I ended up 52nd (top2%) ouf of 2623 data scientists, which i’m pretty happy with afterwards eventhough i was bitter during the last week because i lost some competitive edges i had due to the release of this and this public posts. I’m also now part of the Kaggle master club and ranked 1162 out of 65 891 worldwide data scientists.

Instacart delivers groceries from local stores and asked Kaggle community to predict which products will be reordered by customers during their next purchase. Submissions will be evaluated based on their mean F1 score.

Here are some keys numbers:

  • 200 000 customers
  • 3 million orders
  • 32 million products purchased
  • 50 000 unique products

In this blog post i’ll detail my general approach (in a machine learning way) and the feature engineering work which was done. Feature engineering is the oil allowing machine learning models to shine. In my opinion feature engineering and data wrangling is more important than models!

My whole code can be found on my Github here.

Few ideas were shared by people on the Kaggle forum i thank them.

General approach

Feature engineering

There are less than 15 unique variables in the provided data, around 70 features were created in order to finish with 85 before the modeling phase. I will describe interesting features below.

Machine learning

Since we are asked to predict which product will be reordered by customers, the product candidates for each customer is the list of product he has already bought atleast once. This can be seen as the binary classification problem where each tuple (user, product) is an observation targeted 0 or 1. I won’t explain in this post why this approach is more accurate and/or less computionnaly intensive than others (multi-label, Factorization machine, …) but focus on feature engineering.

Moreover, it was possible to predict that an user would reorder none of his past products. Predicting none is different from predicting a tuple (user, product). Therefore i created a second model for this purpose. Some features from this second model were extracted from the predictions of the first one.

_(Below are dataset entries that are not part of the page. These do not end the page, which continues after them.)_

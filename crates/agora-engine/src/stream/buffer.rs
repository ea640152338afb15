//! Bounded per-session event buffer with drop-oldest overflow.
//!
//! The transport read loop pushes here and never blocks; if the
//! normalizer falls behind, the oldest buffered events are discarded and
//! counted rather than stalling the transport (a stalled read loop times
//! out the upstream heartbeat and forces a reconnect, which loses more).

use std::collections::VecDeque;
use std::sync::atomic::Ordering;
use std::sync::{Arc, Mutex, MutexGuard, PoisonError};

use crate::adapter::StreamEvent;
use crate::metrics::ArenaMetrics;

pub(crate) struct SessionBuffer {
    inner: Mutex<VecDeque<StreamEvent>>,
    capacity: usize,
    metrics: Arc<ArenaMetrics>,
}

impl SessionBuffer {
    pub(crate) fn new(capacity: usize, metrics: Arc<ArenaMetrics>) -> Self {
        Self {
            inner: Mutex::new(VecDeque::with_capacity(capacity.min(4096))),
            capacity,
            metrics,
        }
    }

    fn lock(&self) -> MutexGuard<'_, VecDeque<StreamEvent>> {
        self.inner.lock().unwrap_or_else(PoisonError::into_inner)
    }

    /// Enqueues an event, evicting the oldest one when full.
    pub(crate) fn push(&self, event: StreamEvent) {
        let mut guard = self.lock();
        if guard.len() >= self.capacity {
            guard.pop_front();
            self.metrics.events_dropped.fetch_add(1, Ordering::Relaxed);
        }
        guard.push_back(event);
    }

    pub(crate) fn pop(&self) -> Option<StreamEvent> {
        self.lock().pop_front()
    }

    pub(crate) fn len(&self) -> usize {
        self.lock().len()
    }

    pub(crate) fn is_empty(&self) -> bool {
        self.lock().is_empty()
    }
}
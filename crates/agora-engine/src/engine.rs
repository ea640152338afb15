//! One entry point for the external scheduler.
//!
//! The engine owns the deduplication index and metrics shared by every
//! collector, and dispatches on the closed [`ArenaAdapter`] shape — a
//! batch arena cannot be started as a stream or vice versa.

use std::sync::Arc;

use tokio::sync::Semaphore;
use tokio_util::sync::CancellationToken;
use uuid::Uuid;

use agora_core::{AppConfig, ArenaConfig};
use agora_quota::{CredentialPool, RateLimiter};

use crate::adapter::{ArenaAdapter, LogStatusCallback, RecordSink, StatusCallback};
use crate::batch::{BatchCollector, CollectionJob, JobReport};
use crate::dedup::Deduplicator;
use crate::error::CollectError;
use crate::metrics::{ArenaMetrics, MetricsSnapshot};
use crate::stream::{SessionState, StreamingSupervisor};

pub struct Engine {
    batch: BatchCollector,
    streams: StreamingSupervisor,
    metrics: Arc<ArenaMetrics>,
    /// Bounds concurrently running batch jobs; stream sessions are
    /// bounded by their channel partitioning instead.
    jobs: Semaphore,
}

impl Engine {
    /// Builds an engine that reports stream lifecycle events through
    /// [`LogStatusCallback`].
    #[must_use]
    pub fn new(
        pool: Arc<CredentialPool>,
        limiter: Arc<RateLimiter>,
        sink: Arc<dyn RecordSink>,
        config: &AppConfig,
    ) -> Self {
        Self::with_callback(pool, limiter, sink, Arc::new(LogStatusCallback), config)
    }

    #[must_use]
    pub fn with_callback(
        pool: Arc<CredentialPool>,
        limiter: Arc<RateLimiter>,
        sink: Arc<dyn RecordSink>,
        callback: Arc<dyn StatusCallback>,
        config: &AppConfig,
    ) -> Self {
        let dedup = Arc::new(Deduplicator::new());
        let metrics = Arc::new(ArenaMetrics::new());
        let batch = BatchCollector::new(
            Arc::clone(&pool),
            Arc::clone(&limiter),
            Arc::clone(&dedup),
            Arc::clone(&sink),
            Arc::clone(&metrics),
            config,
        );
        let streams = StreamingSupervisor::new(
            pool,
            limiter,
            dedup,
            sink,
            Arc::clone(&metrics),
            callback,
            config,
        );
        Self {
            batch,
            streams,
            metrics,
            jobs: Semaphore::new(config.max_concurrent_jobs),
        }
    }

    /// Runs a batch job for a batch arena.
    ///
    /// # Errors
    ///
    /// Returns [`CollectError::Config`] when the adapter is a stream
    /// adapter. Collection failures are reported in the [`JobReport`],
    /// not as errors.
    pub async fn run_job(
        &self,
        arena: &ArenaConfig,
        adapter: &ArenaAdapter,
        job: CollectionJob,
        cancel: CancellationToken,
    ) -> Result<JobReport, CollectError> {
        match adapter {
            ArenaAdapter::Batch(a) => {
                let _permit = self
                    .jobs
                    .acquire()
                    .await
                    .map_err(|_| CollectError::Config("engine is shut down".to_owned()))?;
                Ok(self.batch.run(arena, Arc::clone(a), job, cancel).await)
            }
            ArenaAdapter::Stream(_) => Err(CollectError::Config(format!(
                "arena '{}' was invoked as batch with a stream adapter",
                arena.id
            ))),
        }
    }

    /// Starts streaming collection for a stream arena. Returns session
    /// ids for later [`Engine::stop_stream`] calls.
    ///
    /// # Errors
    ///
    /// Returns [`CollectError::Config`] when the adapter is a batch
    /// adapter or the arena carries no stream settings.
    pub fn start_stream(
        &self,
        arena: &ArenaConfig,
        adapter: &ArenaAdapter,
    ) -> Result<Vec<Uuid>, CollectError> {
        match adapter {
            ArenaAdapter::Stream(a) => self.streams.start(arena, Arc::clone(a)),
            ArenaAdapter::Batch(_) => Err(CollectError::Config(format!(
                "arena '{}' was invoked as stream with a batch adapter",
                arena.id
            ))),
        }
    }

    /// Stops one stream session; `false` for an unknown id.
    pub async fn stop_stream(&self, session_id: Uuid) -> bool {
        self.streams.stop(session_id).await
    }

    /// Stops every active stream session.
    pub async fn shutdown(&self) {
        self.streams.stop_all().await;
    }

    #[must_use]
    pub fn session_state(&self, session_id: Uuid) -> Option<SessionState> {
        self.streams.session_state(session_id)
    }

    #[must_use]
    pub fn metrics(&self) -> MetricsSnapshot {
        self.metrics.snapshot()
    }
}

Finals models are based on gradient boosted trees from LightGBM.

Workstation

I used to work locally (Macbook Pro, 2,9 GHz Intel Core i5, 16 Go Ram) on an sample of data in order to iterate quickly. My models were running but i had to wait one hour in order to submit my solution on all data.

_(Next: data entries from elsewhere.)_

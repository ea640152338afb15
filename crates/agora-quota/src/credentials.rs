//! Quota-tracked credential pool shared across arenas.
//!
//! The pool is the sole owner of credential state: callers receive a
//! [`CredentialGrant`] (a snapshot of the secret fields for one upstream
//! call) and report consumption back through [`CredentialPool::report_usage`].
//! Acquisition and the usage increment are deliberately separate calls —
//! they bracket a network request — so the increment itself is atomic with
//! respect to concurrent reporters, and the §8 property "used never
//! exceeds quota when usage is reported correctly" holds per increment.
//!
//! Quota counters reset on boundaries supplied by an external clock
//! collaborator via [`CredentialPool::reset_daily`] /
//! [`CredentialPool::reset_monthly`]; the pool holds no timer of its own.

use std::collections::HashMap;
use std::sync::{Mutex, MutexGuard, PoisonError};

use chrono::{DateTime, Utc};

use crate::error::QuotaError;

#[derive(Debug, Clone, Copy, PartialEq, Eq)]
pub enum CredentialStatus {
    Active,
    /// A quota counter crossed its limit; cleared by the next reset
    /// boundary with headroom.
    Exhausted,
    /// Upstream rejected the credential (auth failure); cleared only by
    /// [`CredentialPool::restore`].
    Invalid,
}

/// One reusable set of secrets for a platform, subject to quota.
#[derive(Clone)]
pub struct Credential {
    pub id: String,
    pub platform: String,
    pub scopes: Vec<String>,
    /// Opaque secret material (API key, OAuth tokens).
    pub fields: HashMap<String, String>,
    /// `None` means unlimited.
    pub daily_quota: Option<u64>,
    pub monthly_quota: Option<u64>,
    pub used_today: u64,
    pub used_this_month: u64,
    pub last_daily_reset: Option<DateTime<Utc>>,
    pub last_monthly_reset: Option<DateTime<Utc>>,
    pub status: CredentialStatus,
}

impl Credential {
    #[must_use]
    pub fn new(id: impl Into<String>, platform: impl Into<String>) -> Self {
        Self {
            id: id.into(),
            platform: platform.into(),
            scopes: Vec::new(),
            fields: HashMap::new(),
            daily_quota: None,
            monthly_quota: None,
            used_today: 0,
            used_this_month: 0,
            last_daily_reset: None,
            last_monthly_reset: None,
            status: CredentialStatus::Active,
        }
    }

    #[must_use]
    pub fn with_scopes(mut self, scopes: impl IntoIterator<Item = impl Into<String>>) -> Self {
        self.scopes = scopes.into_iter().map(Into::into).collect();
        self
    }

    #[must_use]
    pub fn with_field(mut self, key: impl Into<String>, value: impl Into<String>) -> Self {
        self.fields.insert(key.into(), value.into());
        self
    }

    #[must_use]
    pub fn with_daily_quota(mut self, quota: u64) -> Self {
        self.daily_quota = Some(quota);
        self
    }

    #[must_use]
    pub fn with_monthly_quota(mut self, quota: u64) -> Self {
        self.monthly_quota = Some(quota);
        self
    }

    fn satisfies_scopes(&self, required: &[&str]) -> bool {
        required
            .iter()
            .all(|r| self.scopes.iter().any(|s| s.as_str() == *r))
    }

    fn has_headroom(&self) -> bool {
        let daily_ok = self.daily_quota.is_none_or(|q| self.used_today < q);
        let monthly_ok = self.monthly_quota.is_none_or(|q| self.used_this_month < q);
        daily_ok && monthly_ok
    }

    /// Worst-case fraction of either quota already consumed; used to
    /// balance load across accounts.
    #[allow(clippy::cast_precision_loss)]
    fn consumption_fraction(&self) -> f64 {
        let frac = |used: u64, quota: Option<u64>| match quota {
            Some(q) if q > 0 => used as f64 / q as f64,
            _ => 0.0,
        };
        frac(self.used_today, self.daily_quota).max(frac(self.used_this_month, self.monthly_quota))
    }
}

// Secret fields are never printed.
impl std::fmt::Debug for Credential {
    fn fmt(&self, f: &mut std::fmt::Formatter<'_>) -> std::fmt::Result {
        f.debug_struct("Credential")
            .field("id", &self.id)
            .field("platform", &self.platform)
            .field("scopes", &self.scopes)
            .field("fields", &"[redacted]")
            .field("daily_quota", &self.daily_quota)
            .field("monthly_quota", &self.monthly_quota)
            .field("used_today", &self.used_today)
            .field("used_this_month", &self.used_this_month)
            .field("status", &self.status)
            .finish_non_exhaustive()
    }
}

/// Snapshot handed to a collector for the duration of one upstream call.
#[derive(Clone)]
pub struct CredentialGrant {
    pub credential_id: String,
    pub platform: String,
    pub fields: HashMap<String, String>,
}

impl std::fmt::Debug for CredentialGrant {
    fn fmt(&self, f: &mut std::fmt::Formatter<'_>) -> std::fmt::Result {
        f.debug_struct("CredentialGrant")
            .field("credential_id", &self.credential_id)
            .field("platform", &self.platform)
            .field("fields", &"[redacted]")
            .finish()
    }
}

/// Named credential sets with per-credential quota tracking, shared by
/// every arena that targets the same upstream platform.
pub struct CredentialPool {
    inner: Mutex<HashMap<String, Credential>>,
}

impl CredentialPool {
    #[must_use]
    pub fn new(credentials: impl IntoIterator<Item = Credential>) -> Self {
        let map = credentials
            .into_iter()
            .map(|c| (c.id.clone(), c))
            .collect();
        Self {
            inner: Mutex::new(map),
        }
    }

    fn lock(&self) -> MutexGuard<'_, HashMap<String, Credential>> {
        self.inner.lock().unwrap_or_else(PoisonError::into_inner)
    }

    /// Selects a usable credential for `platform` satisfying
    /// `required_scopes`, preferring the least-consumed one.
    ///
    /// # Errors
    ///
    /// Returns [`QuotaError::NoCredentialAvailable`] when no active
    /// credential with quota headroom matches.
    pub fn acquire(
        &self,
        platform: &str,
        required_scopes: &[&str],
    ) -> Result<CredentialGrant, QuotaError> {
        let guard = self.lock();
        let best = guard
            .values()
            .filter(|c| {
                c.platform == platform
                    && c.status == CredentialStatus::Active
                    && c.has_headroom()
                    && c.satisfies_scopes(required_scopes)
            })
            .min_by(|a, b| {
                a.consumption_fraction()
                    .total_cmp(&b.consumption_fraction())
            });

        match best {
            Some(c) => Ok(CredentialGrant {
                credential_id: c.id.clone(),
                platform: c.platform.clone(),
                fields: c.fields.clone(),
            }),
            None => Err(QuotaError::NoCredentialAvailable {
                platform: platform.to_owned(),
            }),
        }
    }

    /// `true` when [`CredentialPool::acquire`] would currently succeed.
    #[must_use]
    pub fn has_available(&self, platform: &str) -> bool {
        self.peek_available(platform).is_some()
    }

    /// Id of the credential [`CredentialPool::acquire`] would currently
    /// select, without acquiring it. Used by tier selection to probe the
    /// right rate bucket.
    #[must_use]
    pub fn peek_available(&self, platform: &str) -> Option<String> {
        let guard = self.lock();
        guard
            .values()
            .filter(|c| {
                c.platform == platform
                    && c.status == CredentialStatus::Active
                    && c.has_headroom()
            })
            .min_by(|a, b| {
                a.consumption_fraction()
                    .total_cmp(&b.consumption_fraction())
            })
            .map(|c| c.id.clone())
    }

    /// Records `units` of quota consumption after a successful upstream
    /// call. Crossing a quota marks the credential `Exhausted` until the
    /// next reset boundary.
    ///
    /// # Errors
    ///
    /// Returns [`QuotaError::UnknownCredential`] for an id the pool does
    /// not own.
    pub fn report_usage(&self, credential_id: &str, units: u64) -> Result<(), QuotaError> {
        let mut guard = self.lock();
        let cred = guard
            .get_mut(credential_id)
            .ok_or_else(|| QuotaError::UnknownCredential(credential_id.to_owned()))?;

        cred.used_today = cred.used_today.saturating_add(units);
        cred.used_this_month = cred.used_this_month.saturating_add(units);

        let daily_hit = cred.daily_quota.is_some_and(|q| cred.used_today >= q);
        let monthly_hit = cred
            .monthly_quota
            .is_some_and(|q| cred.used_this_month >= q);

        if (daily_hit || monthly_hit) && cred.status == CredentialStatus::Active {
            cred.status = CredentialStatus::Exhausted;
            tracing::warn!(
                credential = %cred.id,
                platform = %cred.platform,
                used_today = cred.used_today,
                used_this_month = cred.used_this_month,
                "credential quota reached — marking exhausted"
            );
        }
        Ok(())
    }

    /// Marks a credential `Invalid` (e.g. after an upstream auth
    /// failure). Excluded from `acquire` until [`CredentialPool::restore`].
    ///
    /// # Errors
    ///
    /// Returns [`QuotaError::UnknownCredential`] for an id the pool does
    /// not own.
    pub fn invalidate(&self, credential_id: &str, reason: &str) -> Result<(), QuotaError> {
        let mut guard = self.lock();
        let cred = guard
            .get_mut(credential_id)
            .ok_or_else(|| QuotaError::UnknownCredential(credential_id.to_owned()))?;
        cred.status = CredentialStatus::Invalid;
        tracing::error!(
            credential = %cred.id,
            platform = %cred.platform,
            reason,
            "credential invalidated"
        );
        Ok(())
    }

    /// Manually returns an `Invalid` credential to service.
    ///
    /// # Errors
    ///
    /// Returns [`QuotaError::UnknownCredential`] for an id the pool does
    /// not own.
    pub fn restore(&self, credential_id: &str) -> Result<(), QuotaError> {
        let mut guard = self.lock();
        let cred = guard
            .get_mut(credential_id)
            .ok_or_else(|| QuotaError::UnknownCredential(credential_id.to_owned()))?;
        cred.status = if cred.has_headroom() {
            CredentialStatus::Active
        } else {
            CredentialStatus::Exhausted
        };
        tracing::info!(credential = %cred.id, status = ?cred.status, "credential restored");
        Ok(())
    }

    /// Daily reset boundary, driven by an external clock collaborator.
    /// Zeroes `used_today` on every credential and reactivates exhausted
    /// ones that regained headroom.
    pub fn reset_daily(&self, now: DateTime<Utc>) {
        let mut guard = self.lock();
        for cred in guard.values_mut() {
            cred.used_today = 0;
            cred.last_daily_reset = Some(now);
            if cred.status == CredentialStatus::Exhausted && cred.has_headroom() {
                cred.status = CredentialStatus::Active;
            }
        }
    }

    /// Monthly reset boundary; also zeroes daily counters (a month
    /// boundary is a day boundary).
    pub fn reset_monthly(&self, now: DateTime<Utc>) {
        let mut guard = self.lock();
        for cred in guard.values_mut() {
            cred.used_today = 0;
            cred.used_this_month = 0;
            cred.last_daily_reset = Some(now);
            cred.last_monthly_reset = Some(now);
            if cred.status == CredentialStatus::Exhausted {
                cred.status = CredentialStatus::Active;
            }
        }
    }

    /// Status snapshot for one credential, for operator reporting.
    #[must_use]
    pub fn status_of(&self, credential_id: &str) -> Option<CredentialStatus> {
        self.lock().get(credential_id).map(|c| c.status)
    }

    /// (`used_today`, `used_this_month`) for one credential.
    #[must_use]
    pub fn usage_of(&self, credential_id: &str) -> Option<(u64, u64)> {
        self.lock()
            .get(credential_id)
            .map(|c| (c.used_today, c.used_this_month))
    }
}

During the last two weeks, i set up a virtual machine on Google Cloud with more CPU and RAM in order to get quickier results (and also be able to create new data based not only on the N orders but also the N-1 orders).

Available data

In this part i’ll introduce data available for this competition. I added some features in this part, but it was done for further feature engineering.

orders

Informations about orders :

  • order_id
  • user_id
  • eval_set - If the order is part from train (last order from 125k users), test (last order from 75k users we need to predict on Kaggle), prior (past orders)
  • order_number - First order is 1, last is N
  • order_dow - Day of week
  • order_hour_of_day
  • days_since_prior_order - Number of days before the last order
  • date - Inverse cumsum of days_since_prior_order (added for further FE)
  • order_number_reverse - First order is N, last is 1 (added for further FE)
  • last_basket_size - Number of products purchased in last order (added for further FE)

order_[prior|train|test]

  • order_id
  • user_id
  • add_to_cart_order - Position of the product in the cart
  • reordered - “Is the product reordered or not?”
  • order_size - Size of the order (basket size)
  • add_to_cart_order_inverted - Inverse position of the product in the cart (added for further FE)
  • add_to_cart_order_relative - Relative position of the product in the cart (added for further FE)

products

Basic information about products, not much to add.

aisles

Basic information about aisles. Aisles contain products.

departments

Basic information about departements. Departements contain aisles.

Feature enginerring

users_products.f

Features based on the interaction of users and products :

  • user_id
  • product_id
  • UP_order_strike - Detailed bellow
  • up_nb_reordered - Number of times product was reordered
  • up_last_order_number - Last order number (used for further FE)
  • up_first_order_number - First order number (used for further FE)
  • UP_date_strike - Detailed bellow
  • up_add_to_cart_order_inverted_mean - Mean of add_to_cart_order_inverted - “Is the product added to the list at the end?”
  • up_add_to_cart_order_mean - Mean add_to_cart_order -“Is the product added to the list in the beggining?”
  • up_first_date_number - First date number (used for further FE)
  • up_last_order_date - “When was the last (user,product) purchase”
  • up_add_to_cart_order_relative_mean - “When is the product added to cart?”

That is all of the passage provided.